The removal of Iraq's dictator was viewed by the West as a gift to Iraq, but Saddam Hussein's absence -- when a firm grip on power also meant that even though a minority Sunni elite was controlling a majority Shiite population whose resentment would be kept in check, not to mention that of the Kurdish population -- unleashed the hellfire of sectarian retribution and mass murder that no Western assemblage was capable of handling.

When it was decided that the Benghazi militias, a rag-tag group of tribal civilians converted into rebel material deciding they'd been exploited and manipulated, threatened and disfavoured long enough by Moammar Ghadafi were being targeted by the regime's artillery and aerial bombs, the West rode to their rescue, by clearing the air of regime warplanes, and aiding the rebels, even though it was known that among them were Islamist militias.

Now, the West is reaping the whirlwind of the distemper of the Arab Islamist season.

That, despite that the Arab Spring seemed to give promise of another era on the horizon, freeing the Arab Middle East from its assortment of tyrants and dictators, only to result in a rebound of the same in some nations, and a collapse of civilization in others. And when intervention would have represented a stellar choice of action when a Shiite Baathist Syrian regime began assaulting its Syrian Sunni rebellion, hesitation invited the presence of Islamists armed with Libya's advanced and abandoned military weapons.
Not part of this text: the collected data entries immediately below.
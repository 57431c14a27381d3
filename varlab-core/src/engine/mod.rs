//! Position simulation — signals plus realizable variance prices in, NAV
//! ledger and trade records out.
//!
//! Fills use the observation strictly after the signal date: the signal is
//! computed on day t's variance, so the earliest realistically tradeable
//! price is the next available observation. A signal on the last
//! observation therefore opens nothing.

pub mod state_machine;

use chrono::NaiveDate;
use serde::{Deserialize, Serialize};
use thiserror::Error;

use crate::domain::{
    Direction, NavLedger, NavPoint, Position, Signal, SignalAction, VarianceSeries,
};
use state_machine::PositionStateMachine;

/// Simulator configuration.
#[derive(Debug, Clone, Copy, PartialEq, Serialize, Deserialize)]
pub struct SimulatorConfig {
    /// Variance notional per position.
    pub notional: f64,
    /// Starting NAV of the ledger.
    pub nav_seed: f64,
    /// Proportional fee on notional, charged at entry and at exit.
    pub fee_rate: f64,
}

impl Default for SimulatorConfig {
    fn default() -> Self {
        Self {
            notional: 1.0,
            nav_seed: 1.0,
            fee_rate: 0.0,
        }
    }
}

#[derive(Debug, Error)]
pub enum SimulationError {
    #[error("calendar date {current} does not follow {previous} (dates must strictly increase)")]
    CalendarNotIncreasing {
        previous: NaiveDate,
        current: NaiveDate,
    },
    #[error("observation date {date} is missing from the calendar")]
    ObservationNotInCalendar { date: NaiveDate },
    #[error("{signals} signals for {observations} observations (must be one per observation)")]
    SignalCountMismatch { observations: usize, signals: usize },
    #[error("signal {index} dated {found}, expected observation date {expected}")]
    SignalDateMismatch {
        index: usize,
        expected: NaiveDate,
        found: NaiveDate,
    },
}

/// Output of one simulation run.
#[derive(Debug, Clone, Serialize, Deserialize)]
pub struct SimulationResult {
    pub ledger: NavLedger,
    /// Closed positions in close order.
    pub trades: Vec<Position>,
    /// Entry signals dropped by the no-pyramiding guard or for lack of a
    /// forward observation.
    pub ignored_entries: usize,
}

/// An action scheduled at signal time, to fill at the next observation.
#[derive(Debug, Clone, Copy)]
enum PendingFill {
    Enter(Direction),
    Exit,
}

/// Simulate one expiry's strategy over the full quote calendar.
///
/// `calendar` is every quote date of the input, a superset of the series
/// dates; calendar dates without an observation carry the last NAV flat.
/// The ledger always has exactly one point per calendar date.
pub fn simulate(
    calendar: &[NaiveDate],
    series: &VarianceSeries,
    signals: &[Signal],
    config: &SimulatorConfig,
) -> Result<SimulationResult, SimulationError> {
    validate_inputs(calendar, series, signals)?;

    let observations = series.observations();
    let n_obs = observations.len();
    let fee = config.fee_rate * config.notional;

    let mut machine = PositionStateMachine::new();
    let mut open: Option<Position> = None;
    let mut pending: Option<PendingFill> = None;

    let mut cash = config.nav_seed;
    let mut realized_total = 0.0;
    let mut unrealized = 0.0;

    let mut ledger = NavLedger::new();
    let mut trades = Vec::new();
    let mut ignored_entries = 0usize;

    let mut obs_idx = 0usize;
    for &date in calendar {
        let has_observation = obs_idx < n_obs && observations[obs_idx].date == date;

        if has_observation {
            let mark = observations[obs_idx].implied_variance;

            // Fill whatever the previous observation's signal scheduled.
            match pending.take() {
                Some(PendingFill::Exit) => {
                    if let Some(mut position) = open.take() {
                        position.close(date, mark);
                        let gross = position.realized_pnl().unwrap_or(0.0);
                        cash += gross - fee;
                        realized_total += gross - fee;
                        machine.try_exit();
                        trades.push(position);
                    }
                }
                Some(PendingFill::Enter(direction)) => {
                    if machine.try_enter(direction) {
                        cash -= fee;
                        realized_total -= fee;
                        open = Some(Position::open(date, direction, mark, config.notional));
                    } else {
                        ignored_entries += 1;
                    }
                }
                None => {}
            }

            // Today's signal schedules a fill at the next observation.
            let is_last = obs_idx + 1 >= n_obs;
            match signals[obs_idx].action {
                action @ (SignalAction::EnterLong | SignalAction::EnterShort) => {
                    let direction = if action == SignalAction::EnterLong {
                        Direction::LongVariance
                    } else {
                        Direction::ShortVariance
                    };
                    if !machine.state().is_flat() || is_last {
                        ignored_entries += 1;
                    } else {
                        pending = Some(PendingFill::Enter(direction));
                    }
                }
                SignalAction::Exit => {
                    if !machine.state().is_flat() && !is_last {
                        pending = Some(PendingFill::Exit);
                    }
                    // An exit on the last observation is covered by the
                    // forced close below.
                }
                SignalAction::Hold => {}
            }

            // No position survives the end of the series.
            if is_last {
                pending = None;
                if let Some(mut position) = open.take() {
                    position.close(date, mark);
                    let gross = position.realized_pnl().unwrap_or(0.0);
                    cash += gross - fee;
                    realized_total += gross - fee;
                    machine.try_exit();
                    trades.push(position);
                }
            }

            unrealized = open.as_ref().map_or(0.0, |p| p.unrealized_pnl(mark));
            obs_idx += 1;
        }
        // Dates without an observation hold the last NAV flat.

        ledger.push(NavPoint {
            date,
            cash,
            unrealized_pnl: unrealized,
            realized_pnl: realized_total,
            nav: cash + unrealized,
        });
    }

    Ok(SimulationResult {
        ledger,
        trades,
        ignored_entries,
    })
}

fn validate_inputs(
    calendar: &[NaiveDate],
    series: &VarianceSeries,
    signals: &[Signal],
) -> Result<(), SimulationError> {
    for pair in calendar.windows(2) {
        if pair[1] <= pair[0] {
            return Err(SimulationError::CalendarNotIncreasing {
                previous: pair[0],
                current: pair[1],
            });
        }
    }

    let observations = series.observations();
    if signals.len() != observations.len() {
        return Err(SimulationError::SignalCountMismatch {
            observations: observations.len(),
            signals: signals.len(),
        });
    }
    for (index, (obs, signal)) in observations.iter().zip(signals).enumerate() {
        if signal.date != obs.date {
            return Err(SimulationError::SignalDateMismatch {
                index,
                expected: obs.date,
                found: signal.date,
            });
        }
    }

    // The calendar and series are both sorted, so subset checking is a
    // single merge pass.
    let mut cal = calendar.iter();
    for obs in observations {
        if !cal.any(|&d| d == obs.date) {
            return Err(SimulationError::ObservationNotInCalendar { date: obs.date });
        }
    }
    Ok(())
}

#[cfg(test)]
mod tests {
    use super::*;
    use crate::domain::VarianceObservation;

    fn day(d: u32) -> NaiveDate {
        NaiveDate::from_ymd_opt(2022, 6, d).unwrap()
    }

    fn make_series(days: &[u32], values: &[f64]) -> VarianceSeries {
        let obs = days
            .iter()
            .zip(values)
            .map(|(&d, &v)| VarianceObservation {
                date: day(d),
                expiry: NaiveDate::from_ymd_opt(2022, 12, 30).unwrap(),
                time_to_expiry_years: 0.5,
                implied_variance: v,
                n_options: 20,
            })
            .collect();
        VarianceSeries::from_observations(obs).unwrap()
    }

    fn make_signals(series: &VarianceSeries, actions: &[SignalAction]) -> Vec<Signal> {
        series
            .observations()
            .iter()
            .zip(actions)
            .map(|(obs, &action)| Signal {
                date: obs.date,
                action,
                reference_variance: obs.implied_variance,
                band_state: None,
            })
            .collect()
    }

    use crate::domain::SignalAction::{EnterLong, EnterShort, Exit, Hold};

    #[test]
    fn entry_fills_at_next_observation() {
        let series = make_series(&[1, 2, 3, 4], &[0.04, 0.05, 0.06, 0.07]);
        let signals = make_signals(&series, &[EnterLong, Hold, Hold, Hold]);
        let calendar: Vec<NaiveDate> = series.dates();

        let result =
            simulate(&calendar, &series, &signals, &SimulatorConfig::default()).unwrap();
        assert_eq!(result.trades.len(), 1);
        let trade = &result.trades[0];
        assert_eq!(trade.open_date, day(2));
        assert!((trade.entry_variance_price - 0.05).abs() < 1e-12);
        // Forced close at the terminal observation.
        assert_eq!(trade.close_date, Some(day(4)));
        assert!((trade.exit_variance_price.unwrap() - 0.07).abs() < 1e-12);
        assert!((result.ledger.final_nav().unwrap() - 1.02).abs() < 1e-12);
    }

    #[test]
    fn entry_on_last_observation_opens_nothing() {
        let series = make_series(&[1, 2, 3], &[0.04, 0.05, 0.06]);
        let signals = make_signals(&series, &[Hold, Hold, EnterShort]);
        let calendar = series.dates();

        let result =
            simulate(&calendar, &series, &signals, &SimulatorConfig::default()).unwrap();
        assert!(result.trades.is_empty());
        assert_eq!(result.ignored_entries, 1);
        assert!((result.ledger.final_nav().unwrap() - 1.0).abs() < 1e-12);
    }

    #[test]
    fn second_entry_while_open_is_ignored() {
        let series = make_series(&[1, 2, 3, 4, 5], &[0.04, 0.05, 0.06, 0.05, 0.04]);
        let signals = make_signals(&series, &[EnterLong, EnterShort, EnterLong, Hold, Hold]);
        let calendar = series.dates();

        let result =
            simulate(&calendar, &series, &signals, &SimulatorConfig::default()).unwrap();
        // One position only, opened from the first entry.
        assert_eq!(result.trades.len(), 1);
        assert_eq!(result.trades[0].direction, Direction::LongVariance);
        assert_eq!(result.ignored_entries, 2);
    }

    #[test]
    fn exit_signal_fills_next_day_and_books_realized() {
        let series = make_series(&[1, 2, 3, 4, 5], &[0.05, 0.06, 0.05, 0.04, 0.04]);
        let signals = make_signals(&series, &[EnterShort, Hold, Exit, Hold, Hold]);
        let calendar = series.dates();

        let result =
            simulate(&calendar, &series, &signals, &SimulatorConfig::default()).unwrap();
        assert_eq!(result.trades.len(), 1);
        let trade = &result.trades[0];
        // Entry at day 2 (0.06), exit fills day 4 (0.04): short gains 0.02.
        assert_eq!(trade.open_date, day(2));
        assert_eq!(trade.close_date, Some(day(4)));
        assert!((trade.realized_pnl().unwrap() - 0.02).abs() < 1e-12);
        assert!((result.ledger.final_nav().unwrap() - 1.02).abs() < 1e-12);
    }

    #[test]
    fn ledger_has_one_point_per_calendar_date() {
        let series = make_series(&[1, 2, 6, 7], &[0.04, 0.05, 0.06, 0.05]);
        let signals = make_signals(&series, &[Hold, Hold, Hold, Hold]);
        // Calendar includes dates 3 and 4 with no observation.
        let calendar = vec![day(1), day(2), day(3), day(4), day(6), day(7)];

        let result =
            simulate(&calendar, &series, &signals, &SimulatorConfig::default()).unwrap();
        assert_eq!(result.ledger.len(), calendar.len());
        let curve = result.ledger.nav_curve();
        assert!(curve.iter().all(|v| v.is_finite()));
        // Flat carry across the gap.
        assert_eq!(curve[1], curve[2]);
        assert_eq!(curve[2], curve[3]);
    }

    #[test]
    fn gap_dates_carry_open_marks_flat() {
        let series = make_series(&[1, 2, 5, 6], &[0.04, 0.05, 0.07, 0.06]);
        let signals = make_signals(&series, &[EnterLong, Hold, Hold, Hold]);
        let calendar = vec![day(1), day(2), day(3), day(5), day(6)];

        let result =
            simulate(&calendar, &series, &signals, &SimulatorConfig::default()).unwrap();
        let points = result.ledger.points();
        // Open at day 2 mark 0.05. Day 3 has no observation: NAV flat.
        assert_eq!(points[1].nav, points[2].nav);
        // Day 5 marks to 0.07: +0.02 unrealized.
        assert!((points[3].unrealized_pnl - 0.02).abs() < 1e-12);
    }

    #[test]
    fn fee_reduces_realized_pnl_on_both_sides() {
        let series = make_series(&[1, 2, 3, 4], &[0.04, 0.05, 0.06, 0.07]);
        let signals = make_signals(&series, &[EnterLong, Hold, Hold, Hold]);
        let calendar = series.dates();
        let config = SimulatorConfig {
            fee_rate: 0.005,
            ..SimulatorConfig::default()
        };

        let result = simulate(&calendar, &series, &signals, &config).unwrap();
        // Gross +0.02, minus two fee legs of 0.005 each.
        let expected = 1.0 + 0.02 - 2.0 * 0.005;
        assert!((result.ledger.final_nav().unwrap() - expected).abs() < 1e-12);
    }

    #[test]
    fn first_nav_point_is_the_seed() {
        let series = make_series(&[1, 2, 3], &[0.04, 0.05, 0.06]);
        let signals = make_signals(&series, &[EnterLong, Hold, Hold]);
        let calendar = series.dates();
        let config = SimulatorConfig {
            nav_seed: 100.0,
            ..SimulatorConfig::default()
        };

        let result = simulate(&calendar, &series, &signals, &config).unwrap();
        assert_eq!(result.ledger.points()[0].nav, 100.0);
    }

    #[test]
    fn out_of_order_calendar_is_fatal() {
        let series = make_series(&[1, 2], &[0.04, 0.05]);
        let signals = make_signals(&series, &[Hold, Hold]);
        let calendar = vec![day(2), day(1)];

        let result = simulate(&calendar, &series, &signals, &SimulatorConfig::default());
        assert!(matches!(
            result,
            Err(SimulationError::CalendarNotIncreasing { .. })
        ));
    }

    #[test]
    fn signal_count_mismatch_is_fatal() {
        let series = make_series(&[1, 2], &[0.04, 0.05]);
        let signals = make_signals(&series, &[Hold, Hold]);
        let calendar = series.dates();

        let result = simulate(&calendar, &series, &signals[..1], &SimulatorConfig::default());
        assert!(matches!(
            result,
            Err(SimulationError::SignalCountMismatch { .. })
        ));
    }

    #[test]
    fn observation_missing_from_calendar_is_fatal() {
        let series = make_series(&[1, 3], &[0.04, 0.05]);
        let signals = make_signals(&series, &[Hold, Hold]);
        let calendar = vec![day(1), day(2)];

        let result = simulate(&calendar, &series, &signals, &SimulatorConfig::default());
        assert!(matches!(
            result,
            Err(SimulationError::ObservationNotInCalendar { .. })
        ));
    }
}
Humanists, armchair pundits, UN supporters are agonizing over the failure of the West to discriminate in its choices of action/inaction, in view of the R2P concept of intervening to avert mass atrocity, as a last resort of international reaction. Wait: didn't Vladimir Putin whisper sweet escape from 'red lines' into Barack Obama's ears about diplomacy being far superior than military action to stop a regime's president from ordering chemical attacks on his own people?

Libya is a wreck, Syria has imploded, Iraq is rent asunder and Iran is in the ascendancy while cleaving to its nuclear program that sanctions stalled, but American assurances have given Iran reason to believe it will soon have ample financial resources restored so it can continue paying its proxy terrorist militias, while simultaneously perfecting and accelerating its nuclear agenda.

This is the Middle East going to hell in a handbasket; the question is the spread of the hellacious dysfunctional threats entering Europe via Libya as Muslims from Africa and the Middle East desperately flee their countries of origin which have become cement mixers using humans as the fixative to pave their way to total breakdown in a mass psychosis of hatred known as Islamist jihad.

Photo by Antonio Parrinello/Reuters
A navy ship filled with migrants left Sicily's Augusta harbor on June 1, 2014. Italian navy patrol ships rescued more than 3,500 migrants in May 2014, as the crisis in the southern Mediterranean escalated last year. A total of 3,612 people from Syria and North Africa were recovered from 11 boats and taken to other ports in Sicily and Lampedusa.